Have you ever had a conversation with someone that was so intellectually painful you got an actual headache?
I’m not being cute, I’m not speaking figuratively; I mean a literal headache of the kind that requires aspirin or caffeine or trepanation. That’s what I’ve experienced at least twice in the past year, when attempting to explain to people why Homeopathy is bullshit.
And what was so traumatic about these conversations that they caused me physical pain?
They didn’t even know what the word Homeopathy actually means.
What is Homeopathy?
For starters, and the most concerning facet of this issue, Homeopathy is a billion dollar industry. In 2007, which was the last year the federal government tracked data for it, as much as $2.9 billion spent on homeopathic products.
Homeopathy is based on the ideas that water has memory and that the more you dilute a substance, the stronger it gets; both of which fly in the face of basic chemistry, neither of which has any convincing evidence to support it. Many homeopathic products do not have any significant quantity of their own active ingredients. And those ingredients themselves are based on nonsense, because they are selected on the principle that “like cures like”, which is tantamount to saying that a punch to the head will cure a black eye.
What do Homeopathy supporters think “Homeopathy” means?

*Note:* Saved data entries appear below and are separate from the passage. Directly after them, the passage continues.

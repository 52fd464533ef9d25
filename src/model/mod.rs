mod alert;
mod analytics;
mod tick;

pub use alert::{Alert, AlertOperator, AlertRule, AlertSeverity, AlertType};
pub use analytics::{AnalyticsSnapshot, DataValidityStatus};
pub use tick::{OhlcBar, Tick};

/// Structured log entry published on the broker's log channel by every
/// state-mutating operation, consumed by the Alert/Log Sink.
#[derive(Debug, Clone, serde::Serialize, serde::Deserialize)]
pub struct LogEntry {
    pub timestamp_ms: i64,
    pub service: String,
    pub level: String,
    pub operation: String,
    #[serde(skip_serializing_if = "Option::is_none")]
    pub key: Option<String>,
    pub message: String,
    #[serde(skip_serializing_if = "Option::is_none")]
    pub duration_ms: Option<f64>,
    #[serde(skip_serializing_if = "Option::is_none")]
    pub aggregated_count: Option<u64>,
}
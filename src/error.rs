use thiserror::Error;

/// Errors surfaced by the pipeline's subsystems.
///
/// Hot-path call sites (tick parsing, per-entry archival) catch and log
/// these locally rather than propagating them; lifecycle call sites
/// (`connect`, schema bootstrap) propagate via `?` up to the orchestrator.
#[derive(Debug, Error)]
pub enum PipelineError {
    #[error("broker unavailable: {0}")]
    Broker(#[from] redis::RedisError),

    #[error("cold store error: {0}")]
    ColdStore(#[from] tokio_postgres::Error),

    #[error("cold store pool error: {0}")]
    ColdStorePool(#[from] deadpool_postgres::PoolError),

    #[error("exchange connection error: {0}")]
    Exchange(#[from] tokio_tungstenite::tungstenite::Error),

    #[error("malformed input: {0}")]
    Parse(String),

    #[error("shutdown requested")]
    Shutdown,
}

pub type Result<T> = std::result::Result<T, PipelineError>;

That’s the catch. Explaining the principles of homeopathy will often get you a blank stare –because its supporters are often completely unaware of them. Instead, they confuse the term with Holistic – an approach to medicine that treats the person as a whole, or Naturopathic – the branch of pseudoscience under which homeopathy falls, but also includes herbal folk remedies. The fraudulent marketing is so strong for Homeopathy that the word itself, in the minds of some, carries credibility as an alternative form of medicine. Unfortunately, for Homeopaths and Naturopaths and the scientifically ignorant in general, the adage applies: “alternative medicine that actually works, is called medicine“.
The good news
Recently, the Federal Trade Commission has stepped in where the Food and Drug Administration has failed to act, issuing new requirements for homeopathic products, which include the need to carry a statement to the effect that there is no scientific evidence to support the claims that homeopathy works.
Whether this will make any difference in the amount of these products sold each year is dubious, especially given that people don’t bother trying to understand the pseudoscience, let alone actual science, behind them.